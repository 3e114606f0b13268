//! Substitute collaborators for exercising the read-through protocol.

use std::collections::HashMap;
use std::sync::atomic::{AtomicUsize, Ordering};
use std::time::Duration;

use async_trait::async_trait;

use crate::cache::{KeyValueCache, MemoryCache};
use crate::document::{Album, DocumentId};
use crate::error::{CacheError, Result};
use crate::store::{DocumentStore, MemoryDocumentStore};

/// Memory store that counts lookups and can slow down chosen ids.
pub(crate) struct CountingStore {
    inner: MemoryDocumentStore<Album>,
    fetches: AtomicUsize,
    delays: HashMap<DocumentId, Duration>,
}

impl CountingStore {
    pub(crate) async fn seeded(albums: Vec<Album>) -> (Self, Vec<DocumentId>) {
        let inner = MemoryDocumentStore::new();
        let ids = inner.insert_many(albums).await;
        let store = Self {
            inner,
            fetches: AtomicUsize::new(0),
            delays: HashMap::new(),
        };
        (store, ids)
    }

    pub(crate) fn delay(&mut self, id: DocumentId, by: Duration) {
        self.delays.insert(id, by);
    }

    pub(crate) fn fetches(&self) -> usize {
        self.fetches.load(Ordering::SeqCst)
    }
}

#[async_trait]
impl DocumentStore<Album> for CountingStore {
    async fn find_by_id(&self, id: &DocumentId) -> Result<Option<Album>> {
        self.fetches.fetch_add(1, Ordering::SeqCst);
        if let Some(delay) = self.delays.get(id) {
            tokio::time::sleep(*delay).await;
        }
        self.inner.find_by_id(id).await
    }

    async fn list_all_ids(&self) -> Result<Vec<DocumentId>> {
        self.inner.list_all_ids().await
    }
}

/// Store whose every call fails.
pub(crate) struct UnavailableStore;

#[async_trait]
impl DocumentStore<Album> for UnavailableStore {
    async fn find_by_id(&self, _id: &DocumentId) -> Result<Option<Album>> {
        Err(CacheError::StoreUnavailable("connection refused".to_string()))
    }

    async fn list_all_ids(&self) -> Result<Vec<DocumentId>> {
        Err(CacheError::StoreUnavailable("connection refused".to_string()))
    }
}

/// Memory cache with switchable read and write failures.
#[derive(Clone)]
pub(crate) struct FlakyCache {
    inner: MemoryCache,
    fail_reads: bool,
    fail_writes: bool,
}

impl FlakyCache {
    pub(crate) fn unavailable() -> Self {
        Self {
            inner: MemoryCache::new(100),
            fail_reads: true,
            fail_writes: true,
        }
    }

    pub(crate) fn failing_writes() -> Self {
        Self {
            inner: MemoryCache::new(100),
            fail_reads: false,
            fail_writes: true,
        }
    }

    pub(crate) fn inner(&self) -> &MemoryCache {
        &self.inner
    }
}

#[async_trait]
impl KeyValueCache for FlakyCache {
    async fn get(&self, key: &str) -> Result<Option<Vec<u8>>> {
        if self.fail_reads {
            return Err(CacheError::CacheUnavailable("connection reset".to_string()));
        }
        self.inner.get(key).await
    }

    async fn set_with_ttl(&self, key: &str, value: Vec<u8>, ttl: Duration) -> Result<()> {
        if self.fail_writes {
            return Err(CacheError::CacheUnavailable("connection reset".to_string()));
        }
        self.inner.set_with_ttl(key, value, ttl).await
    }
}
//! Cache Entry Module
//!
//! Defines the structure for individual cache entries with a fixed expiry.

use std::time::{Duration, Instant};

/// Longest lifetime an entry can have; longer TTLs are clamped to it.
pub const MAX_TTL: Duration = Duration::from_secs(100 * 365 * 24 * 60 * 60);

// == Cache Entry ==
/// Serialized document bytes with write-time metadata.
///
/// The expiry is fixed when the entry is written; reading an entry never
/// extends its life.
#[derive(Debug, Clone)]
pub struct CacheEntry {
    /// The stored bytes
    pub value: Vec<u8>,
    /// When the entry was written
    pub written_at: Instant,
    /// When the entry stops being visible
    pub expires_at: Instant,
}

impl CacheEntry {
    // == Constructor ==
    /// Creates a new cache entry that lives for `ttl` from now.
    ///
    /// TTLs beyond [`MAX_TTL`] are clamped so the expiry always fits the clock.
    pub fn new(value: Vec<u8>, ttl: Duration) -> Self {
        let now = Instant::now();
        Self {
            value,
            written_at: now,
            expires_at: now.checked_add(ttl.min(MAX_TTL)).unwrap_or(now),
        }
    }

    // == Is Expired ==
    /// Checks if the entry has expired.
    ///
    /// An entry is expired once the current time reaches its expiry, so a
    /// zero TTL produces an entry that is never observable.
    pub fn is_expired(&self) -> bool {
        self.is_expired_at(Instant::now())
    }

    pub(crate) fn is_expired_at(&self, now: Instant) -> bool {
        now >= self.expires_at
    }

    // == Time To Live ==
    /// Remaining lifetime, zero once expired.
    pub fn ttl_remaining(&self) -> Duration {
        self.expires_at.saturating_duration_since(Instant::now())
    }
}

// == Unit Tests ==
#[cfg(test)]
mod tests {
    use super::*;
    use std::thread::sleep;

    #[test]
    fn test_entry_creation() {
        let entry = CacheEntry::new(b"payload".to_vec(), Duration::from_secs(60));

        assert_eq!(entry.value, b"payload");
        assert_eq!(entry.expires_at - entry.written_at, Duration::from_secs(60));
        assert!(!entry.is_expired());
    }

    #[test]
    fn test_entry_expiration() {
        let entry = CacheEntry::new(b"payload".to_vec(), Duration::from_millis(50));

        assert!(!entry.is_expired());

        sleep(Duration::from_millis(100));

        assert!(entry.is_expired());
        assert_eq!(entry.ttl_remaining(), Duration::ZERO);
    }

    #[test]
    fn test_ttl_remaining_bounded_by_ttl() {
        let entry = CacheEntry::new(Vec::new(), Duration::from_secs(10));

        let remaining = entry.ttl_remaining();
        assert!(remaining <= Duration::from_secs(10));
        assert!(remaining >= Duration::from_secs(9));
    }

    #[test]
    fn test_huge_ttl_is_clamped() {
        let entry = CacheEntry::new(b"payload".to_vec(), Duration::MAX);

        assert_eq!(entry.expires_at - entry.written_at, MAX_TTL);
        assert!(!entry.is_expired());
    }

    #[test]
    fn test_expiration_boundary_condition() {
        let entry = CacheEntry::new(Vec::new(), Duration::ZERO);

        // Expiry equals write time, so the entry is already gone
        assert!(entry.is_expired_at(entry.written_at));
    }
}
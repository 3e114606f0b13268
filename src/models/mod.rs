//! Request and Response models for the album API
//!
//! This module defines the DTOs (Data Transfer Objects) used for
//! serializing/deserializing HTTP request and response bodies.

pub mod requests;
pub mod responses;

// Re-export commonly used types
pub use requests::{BatchRequest, MAX_BATCH_SIZE};
pub use responses::{
    AlbumResponse, BatchItem, BatchResponse, BatchStatus, HealthResponse, IdsResponse,
    StatsResponse,
};
//! In-memory document store.

use std::collections::HashMap;

use async_trait::async_trait;
use tokio::sync::RwLock;

use super::DocumentStore;
use crate::document::{Document, DocumentId};
use crate::error::Result;

#[derive(Debug)]
struct Collection<D> {
    documents: HashMap<DocumentId, D>,
    /// Insertion order, for stable enumeration
    order: Vec<DocumentId>,
}

// == Memory Document Store ==
/// A document store held entirely in process memory.
#[derive(Debug)]
pub struct MemoryDocumentStore<D> {
    collection: RwLock<Collection<D>>,
}

impl<D: Document> MemoryDocumentStore<D> {
    /// Creates an empty store.
    pub fn new() -> Self {
        Self {
            collection: RwLock::new(Collection {
                documents: HashMap::new(),
                order: Vec::new(),
            }),
        }
    }

    // == Insert Many ==
    /// Stores the documents, keeping an identifier a document already
    /// carries unless it is taken, and issuing a fresh one otherwise.
    ///
    /// Returns the identifiers in the same order as the input.
    pub async fn insert_many(&self, documents: Vec<D>) -> Vec<DocumentId> {
        let mut collection = self.collection.write().await;
        let mut ids = Vec::with_capacity(documents.len());

        for mut document in documents {
            let id = match document.id() {
                Some(id) if !collection.documents.contains_key(&id) => id,
                _ => {
                    let id = DocumentId::new();
                    document.assign_id(id);
                    id
                }
            };
            collection.documents.insert(id, document);
            collection.order.push(id);
            ids.push(id);
        }

        ids
    }

    // == Drop All ==
    /// Removes every document, returning how many were dropped.
    pub async fn drop_all(&self) -> usize {
        let mut collection = self.collection.write().await;
        let count = collection.documents.len();
        collection.documents.clear();
        collection.order.clear();
        count
    }

    pub async fn len(&self) -> usize {
        self.collection.read().await.documents.len()
    }

    pub async fn is_empty(&self) -> bool {
        self.collection.read().await.documents.is_empty()
    }
}

impl<D: Document> Default for MemoryDocumentStore<D> {
    fn default() -> Self {
        Self::new()
    }
}

#[async_trait]
impl<D: Document> DocumentStore<D> for MemoryDocumentStore<D> {
    async fn find_by_id(&self, id: &DocumentId) -> Result<Option<D>> {
        Ok(self.collection.read().await.documents.get(id).cloned())
    }

    async fn list_all_ids(&self) -> Result<Vec<DocumentId>> {
        Ok(self.collection.read().await.order.clone())
    }
}
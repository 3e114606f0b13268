//! Read-through counters.
//!
//! Kept as atomics so concurrent lookups never contend on a lock.

use std::sync::atomic::{AtomicU64, Ordering};

use serde::Serialize;

#[derive(Debug, Default)]
pub(crate) struct Counters {
    hits: AtomicU64,
    misses: AtomicU64,
    store_fetches: AtomicU64,
    not_found: AtomicU64,
    populates: AtomicU64,
    dropped_populates: AtomicU64,
    degraded_reads: AtomicU64,
    decode_errors: AtomicU64,
}

impl Counters {
    pub(crate) fn record_hit(&self) {
        self.hits.fetch_add(1, Ordering::Relaxed);
    }

    pub(crate) fn record_miss(&self) {
        self.misses.fetch_add(1, Ordering::Relaxed);
    }

    pub(crate) fn record_store_fetch(&self) {
        self.store_fetches.fetch_add(1, Ordering::Relaxed);
    }

    pub(crate) fn record_not_found(&self) {
        self.not_found.fetch_add(1, Ordering::Relaxed);
    }

    pub(crate) fn record_populate(&self) {
        self.populates.fetch_add(1, Ordering::Relaxed);
    }

    pub(crate) fn record_dropped_populate(&self) {
        self.dropped_populates.fetch_add(1, Ordering::Relaxed);
    }

    pub(crate) fn record_degraded_read(&self) {
        self.degraded_reads.fetch_add(1, Ordering::Relaxed);
    }

    pub(crate) fn record_decode_error(&self) {
        self.decode_errors.fetch_add(1, Ordering::Relaxed);
    }

    pub(crate) fn snapshot(&self) -> ReadThroughStats {
        ReadThroughStats {
            hits: self.hits.load(Ordering::Relaxed),
            misses: self.misses.load(Ordering::Relaxed),
            store_fetches: self.store_fetches.load(Ordering::Relaxed),
            not_found: self.not_found.load(Ordering::Relaxed),
            populates: self.populates.load(Ordering::Relaxed),
            dropped_populates: self.dropped_populates.load(Ordering::Relaxed),
            degraded_reads: self.degraded_reads.load(Ordering::Relaxed),
            decode_errors: self.decode_errors.load(Ordering::Relaxed),
        }
    }
}

// == Read Through Stats ==
/// Point-in-time view of the read-through counters.
#[derive(Debug, Clone, Default, PartialEq, Eq, Serialize)]
pub struct ReadThroughStats {
    /// Lookups answered from the cache
    pub hits: u64,
    /// Lookups that fell through to the document store
    pub misses: u64,
    /// Successful document store lookups
    pub store_fetches: u64,
    /// Store lookups that found no document
    pub not_found: u64,
    /// Cache writes after a miss
    pub populates: u64,
    /// Cache writes that failed and were dropped
    pub dropped_populates: u64,
    /// Cache reads that failed and were treated as misses
    pub degraded_reads: u64,
    /// Cached entries that failed to deserialize
    pub decode_errors: u64,
}

impl ReadThroughStats {
    /// Returns hits / (hits + misses), or 0.0 before any lookup.
    pub fn hit_rate(&self) -> f64 {
        let total = self.hits + self.misses;
        if total == 0 {
            0.0
        } else {
            self.hits as f64 / total as f64
        }
    }
}
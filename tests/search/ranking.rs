//! Relevance ranking: field weights, popularity, recency, ordering.

use super::common::{fixed_now, make_record, mixed_catalog, popular, sample_catalog};
use sift::scoring::{RECENT_BONUS, FRESH_BONUS};
use sift::{rank, rank_at, rank_scored, score_at, Record};

fn ids(records: &[Record]) -> Vec<&str> {
    records.iter().map(|r| r.id.as_str()).collect()
}

#[test]
fn test_exact_name_match_ranks_first() {
    let ranked = rank("cline", &sample_catalog());
    assert_eq!(ranked[0].name, "cline/cline");
}

#[test]
fn test_name_match_beats_description_match() {
    let records = vec![
        make_record("desc", "unrelated", "a parser toolkit", "misc"),
        make_record("name", "parser", "unrelated", "misc"),
    ];
    let ranked = rank_at("parser", &records, fixed_now());
    assert_eq!(ids(&ranked), ["name", "desc"]);
}

#[test]
fn test_category_substring_counts() {
    let now = fixed_now();
    let in_category = make_record("1", "zzz", "", "testing");
    let elsewhere = make_record("2", "zzz", "", "misc");
    assert!(score_at("testing", &in_category, now) > score_at("testing", &elsewhere, now));
}

#[test]
fn test_author_substring_counts() {
    let now = fixed_now();
    let mut authored = make_record("1", "zzz", "", "misc");
    authored.author = Some("anthropic".to_string());
    let anonymous = make_record("2", "zzz", "", "misc");
    assert!(score_at("anthropic", &authored, now) > score_at("anthropic", &anonymous, now));
}

#[test]
fn test_query_is_case_insensitive() {
    let now = fixed_now();
    let record = &sample_catalog()[0];
    assert_eq!(score_at("CLINE", record, now), score_at("cline", record, now));
}

#[test]
fn test_popularity_breaks_text_ties() {
    let records = vec![
        popular("quiet", "widget", "misc", 3, 0, "2020-01-01"),
        popular("loud", "widget", "misc", 30_000, 0, "2020-01-01"),
    ];
    assert_eq!(ids(&rank_at("widget", &records, fixed_now())), ["loud", "quiet"]);
}

#[test]
fn test_recency_bonus_tiers() {
    let now = fixed_now();
    let undated = make_record("x", "widget", "", "misc");
    let with_date = |date: &str| {
        let mut record = undated.clone();
        record.last_updated = Some(date.to_string());
        record
    };
    let base = score_at("widget", &undated, now);

    let recent = score_at("widget", &with_date("2025-05-20T10:00:00Z"), now) - base;
    let fresh = score_at("widget", &with_date("2025-03-15"), now) - base;
    let stale = score_at("widget", &with_date("2024-01-01"), now) - base;
    let garbage = score_at("widget", &with_date("last tuesday"), now) - base;

    assert!((recent - RECENT_BONUS).abs() < 1e-9, "recent bonus was {}", recent);
    assert!((fresh - FRESH_BONUS).abs() < 1e-9, "fresh bonus was {}", fresh);
    assert!(stale.abs() < 1e-9);
    assert!(garbage.abs() < 1e-9);
}

#[test]
fn test_equal_scores_keep_input_order() {
    let records: Vec<Record> = ["first", "second", "third"]
        .iter()
        .map(|id| make_record(id, "same name", "same text", "misc"))
        .collect();
    assert_eq!(ids(&rank_at("same", &records, fixed_now())), ["first", "second", "third"]);
}

#[test]
fn test_blank_query_ranks_nothing() {
    let catalog = mixed_catalog();
    assert!(rank("", &catalog).is_empty());
    assert!(rank("   \t", &catalog).is_empty());
}

#[test]
fn test_zero_score_records_are_dropped() {
    let records = vec![
        make_record("hit", "cline", "", "misc"),
        make_record("miss", "zzz", "", "qqq"),
    ];
    assert_eq!(ids(&rank_at("cline", &records, fixed_now())), ["hit"]);
}

#[test]
fn test_rank_scored_is_descending_and_positive() {
    let scored = rank_scored("agent", &mixed_catalog());
    assert!(!scored.is_empty());
    assert!(scored.iter().all(|(_, score)| *score > 0.0));
    assert!(scored.windows(2).all(|pair| pair[0].1 >= pair[1].1));
}

#[test]
fn test_rank_does_not_mutate_input() {
    let catalog = mixed_catalog();
    let before = catalog.clone();
    let _ = rank("prompt", &catalog);
    assert_eq!(catalog, before);
}
// Copyright 2025-present Harīṣh Tummalachērla
// SPDX-License-Identifier: Apache-2.0

//! Fuzz target for score calculation invariants.
//!
//! Scores must be finite, non-negative, and deterministic, whatever ends up
//! in the query or the record's fields (including garbage timestamps).

#![no_main]

use arbitrary::Arbitrary;
use libfuzzer_sys::fuzz_target;
use sift::testing::fixed_now;
use sift::{score_at, Record};

#[derive(Arbitrary, Debug)]
struct Input {
    query: String,
    name: String,
    description: String,
    category: String,
    author: Option<String>,
    stars: Option<u64>,
    downloads: Option<u64>,
    last_updated: Option<String>,
}

fuzz_target!(|input: Input| {
    let mut record = Record::new("fuzz", input.name, input.description, input.category);
    record.author = input.author;
    record.stars = input.stars;
    record.downloads = input.downloads;
    record.last_updated = input.last_updated;

    let now = fixed_now();
    let first = score_at(&input.query, &record, now);
    let second = score_at(&input.query, &record, now);

    assert!(first.is_finite(), "non-finite score {}", first);
    assert!(first >= 0.0, "negative score {}", first);
    assert_eq!(first.to_bits(), second.to_bits(), "score not deterministic");
    if input.query.trim().is_empty() {
        assert_eq!(first, 0.0);
    }
});
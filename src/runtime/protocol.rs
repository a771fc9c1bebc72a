// Copyright 2025-present Harīṣh Tummalachērla
// SPDX-License-Identifier: Apache-2.0

//! The message contract between the coordinator and an execution host.
//!
//! Every message is a JSON envelope:
//!
//! ```text
//! { "type": "SEARCH", "id": 7, "payload": { "query": "...", "items": [...] } }
//! ```
//!
//! | Request       | Payload                         | Response              |
//! |---------------|---------------------------------|-----------------------|
//! | `SEARCH`      | `query`, `items`, `options`?    | `SEARCH_RESULTS`      |
//! | `SUGGESTIONS` | `query`, `items`, `maxResults`? | `SUGGESTIONS_RESULTS` |
//! | `FILTER_SORT` | `items`, `options`              | `FILTER_SORT_RESULTS` |
//!
//! `options` on `SEARCH` filters and sorts the ranking before it is sent
//! back, so a filtered view never needs a second round-trip.
//!
//! Anything that fails becomes `ERROR { message }`. The host also sends one
//! unsolicited `WORKER_READY` (id 0) when it comes up.
//!
//! `id` is the request sequence number. Responses echo it, which is how the
//! coordinator tells a fresh answer from a stale one.

use serde::{Deserialize, Serialize};
use serde_json::{json, Value};
use std::fmt;
use std::sync::Arc;

use crate::error::{Error, Result};
use crate::search::DEFAULT_MAX_SUGGESTIONS;
use crate::types::{FilterOptions, Record};

/// Every `type` discriminator the protocol knows.
#[derive(Debug, Clone, Copy, PartialEq, Eq, Hash)]
pub enum MessageType {
    Search,
    Suggestions,
    FilterSort,
    SearchResults,
    SuggestionsResults,
    FilterSortResults,
    Error,
    WorkerReady,
}

impl MessageType {
    pub fn as_str(self) -> &'static str {
        match self {
            MessageType::Search => "SEARCH",
            MessageType::Suggestions => "SUGGESTIONS",
            MessageType::FilterSort => "FILTER_SORT",
            MessageType::SearchResults => "SEARCH_RESULTS",
            MessageType::SuggestionsResults => "SUGGESTIONS_RESULTS",
            MessageType::FilterSortResults => "FILTER_SORT_RESULTS",
            MessageType::Error => "ERROR",
            MessageType::WorkerReady => "WORKER_READY",
        }
    }

    pub fn parse(value: &str) -> Option<Self> {
        Some(match value {
            "SEARCH" => MessageType::Search,
            "SUGGESTIONS" => MessageType::Suggestions,
            "FILTER_SORT" => MessageType::FilterSort,
            "SEARCH_RESULTS" => MessageType::SearchResults,
            "SUGGESTIONS_RESULTS" => MessageType::SuggestionsResults,
            "FILTER_SORT_RESULTS" => MessageType::FilterSortResults,
            "ERROR" => MessageType::Error,
            "WORKER_READY" => MessageType::WorkerReady,
            _ => return None,
        })
    }
}

impl fmt::Display for MessageType {
    fn fmt(&self, f: &mut fmt::Formatter<'_>) -> fmt::Result {
        f.write_str(self.as_str())
    }
}

/// Raw wire envelope. `type` stays a string so unknown values can be reported.
#[derive(Debug, Clone, PartialEq, Serialize, Deserialize)]
pub struct Envelope {
    #[serde(rename = "type")]
    pub kind: String,
    #[serde(default)]
    pub id: u64,
    #[serde(default)]
    pub payload: Value,
}

#[derive(Serialize, Deserialize)]
#[serde(rename_all = "camelCase")]
struct QueryPayload {
    query: String,
    items: Arc<[Record]>,
    #[serde(default, skip_serializing_if = "Option::is_none")]
    max_results: Option<usize>,
    #[serde(default, skip_serializing_if = "Option::is_none")]
    options: Option<FilterOptions>,
}

#[derive(Serialize, Deserialize)]
struct FilterSortPayload {
    items: Arc<[Record]>,
    #[serde(default)]
    options: FilterOptions,
}

#[derive(Serialize, Deserialize)]
struct ResultsPayload {
    results: Vec<Record>,
}

#[derive(Serialize, Deserialize)]
struct SuggestionsPayload {
    suggestions: Vec<String>,
}

#[derive(Serialize, Deserialize)]
struct ErrorPayload {
    message: String,
}

/// The three kinds of work a host can be asked to do.
#[derive(Debug, Clone, Copy, PartialEq, Eq, Hash)]
pub enum RequestKind {
    Search,
    Suggestions,
    FilterSort,
}

/// A unit of work for the host. Items are shared, never copied in-process.
#[derive(Debug, Clone)]
pub enum Request {
    /// Rank, then apply `options` unless they are a no-op.
    Search {
        query: String,
        items: Arc<[Record]>,
        options: FilterOptions,
    },
    Suggestions {
        query: String,
        items: Arc<[Record]>,
        max_results: usize,
    },
    FilterSort {
        items: Arc<[Record]>,
        options: FilterOptions,
    },
}

impl Request {
    pub fn kind(&self) -> RequestKind {
        match self {
            Request::Search { .. } => RequestKind::Search,
            Request::Suggestions { .. } => RequestKind::Suggestions,
            Request::FilterSort { .. } => RequestKind::FilterSort,
        }
    }

    pub fn message_type(&self) -> MessageType {
        match self {
            Request::Search { .. } => MessageType::Search,
            Request::Suggestions { .. } => MessageType::Suggestions,
            Request::FilterSort { .. } => MessageType::FilterSort,
        }
    }

    pub fn to_envelope(&self, id: u64) -> Result<Envelope> {
        let payload = match self {
            Request::Search {
                query,
                items,
                options,
            } => serde_json::to_value(QueryPayload {
                query: query.clone(),
                items: Arc::clone(items),
                max_results: None,
                options: (!options.is_noop()).then(|| options.clone()),
            })?,
            Request::Suggestions {
                query,
                items,
                max_results,
            } => serde_json::to_value(QueryPayload {
                query: query.clone(),
                items: Arc::clone(items),
                max_results: Some(*max_results),
                options: None,
            })?,
            Request::FilterSort { items, options } => serde_json::to_value(FilterSortPayload {
                items: Arc::clone(items),
                options: options.clone(),
            })?,
        };
        Ok(Envelope {
            kind: self.message_type().as_str().to_string(),
            id,
            payload,
        })
    }

    /// Decode a request envelope. Unknown or response-only types are errors.
    pub fn from_envelope(envelope: Envelope) -> Result<(u64, Request)> {
        let id = envelope.id;
        let request = match MessageType::parse(&envelope.kind) {
            Some(MessageType::Search) => {
                let payload: QueryPayload = decode_payload(envelope)?;
                Request::Search {
                    query: payload.query,
                    items: payload.items,
                    options: payload.options.unwrap_or_default(),
                }
            }
            Some(MessageType::Suggestions) => {
                let payload: QueryPayload = decode_payload(envelope)?;
                Request::Suggestions {
                    query: payload.query,
                    items: payload.items,
                    max_results: payload.max_results.unwrap_or(DEFAULT_MAX_SUGGESTIONS),
                }
            }
            Some(MessageType::FilterSort) => {
                let payload: FilterSortPayload = decode_payload(envelope)?;
                Request::FilterSort {
                    items: payload.items,
                    options: payload.options,
                }
            }
            _ => {
                return Err(Error::protocol(format!(
                    "Unknown message type: {}",
                    envelope.kind
                )))
            }
        };
        Ok((id, request))
    }
}

fn decode_payload<T: serde::de::DeserializeOwned>(envelope: Envelope) -> Result<T> {
    let kind = envelope.kind;
    serde_json::from_value(envelope.payload)
        .map_err(|e| Error::protocol(format!("Invalid {} payload: {}", kind, e)))
}

/// What a host sends back.
#[derive(Debug, Clone, PartialEq)]
pub enum Response {
    SearchResults(Vec<Record>),
    SuggestionsResults(Vec<String>),
    FilterSortResults(Vec<Record>),
    Error(String),
    WorkerReady,
}

impl Response {
    pub fn message_type(&self) -> MessageType {
        match self {
            Response::SearchResults(_) => MessageType::SearchResults,
            Response::SuggestionsResults(_) => MessageType::SuggestionsResults,
            Response::FilterSortResults(_) => MessageType::FilterSortResults,
            Response::Error(_) => MessageType::Error,
            Response::WorkerReady => MessageType::WorkerReady,
        }
    }
}

/// A response tagged with the id of the request that produced it.
#[derive(Debug, Clone, PartialEq)]
pub struct Reply {
    pub id: u64,
    pub response: Response,
}

impl Reply {
    pub fn new(id: u64, response: Response) -> Self {
        Self { id, response }
    }

    pub fn error(id: u64, message: impl Into<String>) -> Self {
        Self::new(id, Response::Error(message.into()))
    }

    pub fn ready() -> Self {
        Self::new(0, Response::WorkerReady)
    }

    pub fn to_envelope(&self) -> Result<Envelope> {
        let payload = match &self.response {
            Response::SearchResults(results) | Response::FilterSortResults(results) => {
                json!({ "results": results })
            }
            Response::SuggestionsResults(suggestions) => json!({ "suggestions": suggestions }),
            Response::Error(message) => serde_json::to_value(ErrorPayload {
                message: message.clone(),
            })?,
            Response::WorkerReady => json!({}),
        };
        Ok(Envelope {
            kind: self.response.message_type().as_str().to_string(),
            id: self.id,
            payload,
        })
    }

    pub fn from_envelope(envelope: Envelope) -> Result<Reply> {
        let id = envelope.id;
        let response = match MessageType::parse(&envelope.kind) {
            Some(MessageType::SearchResults) => {
                Response::SearchResults(decode_payload::<ResultsPayload>(envelope)?.results)
            }
            Some(MessageType::FilterSortResults) => {
                Response::FilterSortResults(decode_payload::<ResultsPayload>(envelope)?.results)
            }
            Some(MessageType::SuggestionsResults) => Response::SuggestionsResults(
                decode_payload::<SuggestionsPayload>(envelope)?.suggestions,
            ),
            Some(MessageType::Error) => {
                Response::Error(decode_payload::<ErrorPayload>(envelope)?.message)
            }
            Some(MessageType::WorkerReady) => Response::WorkerReady,
            _ => {
                return Err(Error::protocol(format!(
                    "Unknown message type: {}",
                    envelope.kind
                )))
            }
        };
        Ok(Reply { id, response })
    }
}

/// Serialize a reply for the wire. Falls back to a bare `ERROR` envelope if
/// the reply itself can't be encoded.
pub fn encode_reply(reply: &Reply) -> String {
    match reply.to_envelope().and_then(|env| Ok(serde_json::to_string(&env)?)) {
        Ok(text) => text,
        Err(e) => json!({
            "type": MessageType::Error.as_str(),
            "id": reply.id,
            "payload": { "message": format!("Failed to encode reply: {}", e) },
        })
        .to_string(),
    }
}

/// Parse a reply from the wire. Undecodable text becomes an `ERROR` reply.
pub fn decode_reply(text: &str) -> Reply {
    serde_json::from_str::<Envelope>(text)
        .map_err(Error::from)
        .and_then(Reply::from_envelope)
        .unwrap_or_else(|e| Reply::error(0, e.to_string()))
}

** YOUR TASK **
Look for the word "third". Copy out every line of the data that has it.

** OUTPUT OF THE EXERCISE **
    let records: Vec<Record> = ["first", "second", "third"]
    assert_eq!(ids(&rank_at("same", &records, fixed_now())), ["first", "second", "third"]);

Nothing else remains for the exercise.